(Stored data entries)
☆ ☆ ☆ ☆ ☆ ☆ ☆

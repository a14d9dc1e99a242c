// SPDX-License-Identifier: GPL-3.0-only

//! Decode session
//!
//! Accumulates the decoded text of each channel across passes until all
//! three are present, then merges them into the original payload.
//!
//! Merging walks the payloads position by position and emits the blue,
//! green and red character at each position, in that order. Every reset
//! advances the session generation so that completions from a pass started
//! before the reset can be recognised and dropped.

use crate::errors::SessionError;
use crate::frame_processor::types::Channel;
use tracing::{debug, trace};

/// What happened to a recorded decode result
#[derive(Debug, Clone, Copy, PartialEq, Eq)]
pub enum Recorded {
    /// The slot now holds the text
    Stored,
    /// Empty text; the slot was left untouched
    Empty,
    /// The slot already held text for this session; nothing written
    AlreadyFilled,
    /// The session was reset since the caller's generation; nothing written
    Stale,
}

/// Three decode slots plus a generation counter
#[derive(Debug, Default, Clone)]
pub struct DecodeSession {
    slots: [String; 3],
    generation: u64,
}

impl DecodeSession {
    pub fn new() -> Self {
        Self::default()
    }

    /// Generation of the current slot contents
    pub fn generation(&self) -> u64 {
        self.generation
    }

    /// Decoded text held for a channel (empty if not yet decoded)
    pub fn slot(&self, channel: Channel) -> &str {
        &self.slots[channel.index()]
    }

    /// Fill state of each slot, in channel order
    pub fn filled(&self) -> [bool; 3] {
        std::array::from_fn(|i| !self.slots[i].is_empty())
    }

    /// Store decoded text for a channel
    ///
    /// Empty text is indistinguishable from "not decoded yet". A slot is
    /// written at most once per session; later text for a filled slot is
    /// dropped.
    pub fn record(&mut self, channel: Channel, text: &str) -> Recorded {
        if text.is_empty() {
            trace!(%channel, "Ignoring empty decode result");
            return Recorded::Empty;
        }
        if !self.slots[channel.index()].is_empty() {
            debug!(%channel, "Channel already decoded, keeping first result");
            return Recorded::AlreadyFilled;
        }
        debug!(%channel, len = text.chars().count(), "Channel decoded");
        self.slots[channel.index()] = text.to_string();
        Recorded::Stored
    }

    /// Like [`record`](Self::record), but only if no reset happened since
    /// `generation` was observed
    pub fn record_for(&mut self, generation: u64, channel: Channel, text: &str) -> Recorded {
        if generation != self.generation {
            debug!(
                %channel,
                stale = generation,
                current = self.generation,
                "Dropping decode result from a previous session"
            );
            return Recorded::Stale;
        }
        self.record(channel, text)
    }

    pub fn is_complete(&self) -> bool {
        self.slots.iter().all(|s| !s.is_empty())
    }

    /// Interleave the three payloads into the original message
    ///
    /// For each position `i`: blue[i], green[i], red[i]. Positions count
    /// Unicode scalar values. Payloads must share a length.
    pub fn reconstruct(&self) -> Result<String, SessionError> {
        if !self.is_complete() {
            let missing = Channel::ALL
                .into_iter()
                .filter(|c| self.slots[c.index()].is_empty())
                .collect();
            return Err(SessionError::Incomplete { missing });
        }

        let [red, green, blue] = &self.slots;
        let lengths = [red, green, blue].map(|s| s.chars().count());
        if lengths[0] != lengths[1] || lengths[0] != lengths[2] {
            return Err(SessionError::LengthMismatch {
                red: lengths[0],
                green: lengths[1],
                blue: lengths[2],
            });
        }

        let mut merged = String::with_capacity(red.len() + green.len() + blue.len());
        for ((r, g), b) in red.chars().zip(green.chars()).zip(blue.chars()) {
            merged.push(b);
            merged.push(g);
            merged.push(r);
        }
        Ok(merged)
    }

    /// Empty all slots and start a new generation
    pub fn reset(&mut self) {
        self.slots = Default::default();
        self.generation = self.generation.wrapping_add(1);
        trace!(generation = self.generation, "Session reset");
    }

    /// Merge and reset in one step once every slot is filled
    ///
    /// Returns `None` while slots are still missing. A length mismatch also
    /// resets: those slots can never merge, and keeping them would stop the
    /// separator from ever retrying their channels.
    pub fn take_completed(&mut self) -> Option<Result<String, SessionError>> {
        if !self.is_complete() {
            return None;
        }
        let result = self.reconstruct();
        self.reset();
        Some(result)
    }
}
// SPDX-License-Identifier: GPL-3.0-only

//! Decoder implementations

pub mod qr_decoder;

pub use qr_decoder::QrDecoder;
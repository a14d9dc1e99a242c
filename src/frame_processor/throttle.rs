// SPDX-License-Identifier: GPL-3.0-only

//! Failure throttle
//!
//! After a decoder failure, passes are skipped until the cooldown window
//! has fully elapsed. The window is inclusive: a failure at `T` with a
//! 1000ms window still suppresses a pass at exactly `T + 1000ms`.

use std::time::Duration;
use tokio::time::Instant;

#[derive(Debug, Clone)]
pub struct Throttle {
    window: Duration,
    failure_occurred: bool,
    failure_at: Option<Instant>,
}

impl Throttle {
    pub fn new(window: Duration) -> Self {
        Self {
            window,
            failure_occurred: false,
            failure_at: None,
        }
    }

    pub fn window(&self) -> Duration {
        self.window
    }

    /// Record a decoder failure at `now`
    pub fn record_failure(&mut self, now: Instant) {
        self.failure_occurred = true;
        self.failure_at = Some(now);
    }

    pub fn failure_occurred(&self) -> bool {
        self.failure_occurred
    }

    /// Whether a pass starting at `now` must be skipped
    pub fn should_skip(&self, now: Instant) -> bool {
        match (self.failure_occurred, self.failure_at) {
            (true, Some(at)) => now.saturating_duration_since(at) <= self.window,
            _ => false,
        }
    }

    /// Clear the failure flag at the start of a pass; the timestamp is kept
    pub fn begin_pass(&mut self) {
        self.failure_occurred = false;
    }
}

impl Default for Throttle {
    fn default() -> Self {
        Self::new(crate::constants::throttle::WINDOW)
    }
}

#[cfg(test)]
mod tests {
    use super::*;

    #[test]
    fn test_idle_throttle_never_skips() {
        let throttle = Throttle::default();
        assert!(!throttle.should_skip(Instant::now()));
    }

    #[test]
    fn test_window_boundaries() {
        let mut throttle = Throttle::new(Duration::from_millis(1000));
        let t = Instant::now();
        throttle.record_failure(t);

        assert!(throttle.should_skip(t));
        assert!(throttle.should_skip(t + Duration::from_millis(999)));
        assert!(throttle.should_skip(t + Duration::from_millis(1000)));
        assert!(!throttle.should_skip(t + Duration::from_millis(1001)));
    }

    #[test]
    fn test_begin_pass_clears_flag() {
        let mut throttle = Throttle::default();
        let t = Instant::now();
        throttle.record_failure(t);
        throttle.begin_pass();

        assert!(!throttle.failure_occurred());
        assert!(!throttle.should_skip(t + Duration::from_millis(1)));
    }
}
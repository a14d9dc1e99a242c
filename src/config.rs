// SPDX-License-Identifier: GPL-3.0-only

//! Scanner configuration
//!
//! Every field has a default, so a config file only needs the keys it wants
//! to override.

use crate::constants::{decoder, roi, thresholds, throttle};
use crate::errors::{AppError, AppResult};
use crate::frame_processor::types::{Channel, SymbolFormat};
use serde::{Deserialize, Serialize};
use std::path::Path;
use std::time::Duration;
use tracing::{debug, info};

/// Per-channel binarization thresholds
#[derive(Debug, Clone, Copy, PartialEq, Eq, Serialize, Deserialize)]
#[serde(default)]
pub struct ChannelThresholds {
    pub red: u8,
    pub green: u8,
    pub blue: u8,
}

impl Default for ChannelThresholds {
    fn default() -> Self {
        Self {
            red: thresholds::RED,
            green: thresholds::GREEN,
            blue: thresholds::BLUE,
        }
    }
}

impl ChannelThresholds {
    /// Threshold applied to the given channel
    pub fn for_channel(&self, channel: Channel) -> u8 {
        match channel {
            Channel::Red => self.red,
            Channel::Green => self.green,
            Channel::Blue => self.blue,
        }
    }
}

#[derive(Debug, Clone, PartialEq, Eq, Serialize, Deserialize)]
#[serde(default)]
pub struct ScannerConfig {
    /// Channel thresholds used by the separator
    pub thresholds: ChannelThresholds,
    /// Cooldown after a decoder failure, in milliseconds
    pub throttle_window_ms: u64,
    /// ROI edge is `min(w, h) - min(w, h) / roi_shrink_divisor`
    pub roi_shrink_divisor: u32,
    /// Symbologies the decoder is configured for
    pub formats: Vec<SymbolFormat>,
    /// Downscale images above this size before decoding (0 = never)
    pub max_dimension: u32,
}

impl Default for ScannerConfig {
    fn default() -> Self {
        Self {
            thresholds: ChannelThresholds::default(),
            throttle_window_ms: throttle::WINDOW_MS,
            roi_shrink_divisor: roi::SHRINK_DIVISOR,
            formats: vec![SymbolFormat::QrCode],
            max_dimension: decoder::MAX_DIMENSION,
        }
    }
}

impl ScannerConfig {
    /// Load and validate a JSON config file
    pub fn load(path: &Path) -> AppResult<Self> {
        info!(path = %path.display(), "Loading scanner config");
        let contents = std::fs::read_to_string(path)?;
        Self::from_json(&contents)
    }

    /// Parse and validate a JSON config document
    pub fn from_json(json: &str) -> AppResult<Self> {
        let config: Self = serde_json::from_str(json)?;
        config.validate()?;
        debug!(?config, "Scanner config parsed");
        Ok(config)
    }

    pub fn validate(&self) -> AppResult<()> {
        // A divisor of 1 makes the ROI edge zero for every frame
        if self.roi_shrink_divisor < 2 {
            return Err(AppError::Config(format!(
                "roi_shrink_divisor must be at least 2, got {}",
                self.roi_shrink_divisor
            )));
        }
        if self.formats.is_empty() {
            return Err(AppError::Config(
                "at least one symbol format is required".to_string(),
            ));
        }
        Ok(())
    }

    pub fn throttle_window(&self) -> Duration {
        Duration::from_millis(self.throttle_window_ms)
    }
}
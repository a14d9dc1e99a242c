// SPDX-License-Identifier: GPL-3.0-only

//! Frame processor module for tri-channel barcode decoding
//!
//! A frame flows through the [`separator`] into three channel images, the
//! [`controller`] submits them to a [`decoder`] and folds the results into
//! the [`session`], which merges the payload once every channel is decoded.

pub mod controller;
pub mod decoder;
pub mod separator;
pub mod session;
pub mod tasks;
pub mod throttle;
pub mod types;

pub use controller::{PassController, PassHandle};
pub use decoder::{BarcodeDecoder, DecodeResult};
pub use separator::{ChannelSeparator, RegionOfInterest};
pub use session::{DecodeSession, Recorded};
pub use tasks::QrDecoder;
pub use throttle::Throttle;
pub use types::{
    Channel, DecodedCandidate, MonochromeImage, PassOutcome, ScanEvent, SymbolFormat,
};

☆ ☆ ☆ ☆ ☆ ☆ ☆

## TRY IT
Would you please copy every line in the data that contains the word "skipped"?

## RESULT
//! After a decoder failure, passes are skipped until the cooldown window
    /// Whether a pass starting at `now` must be skipped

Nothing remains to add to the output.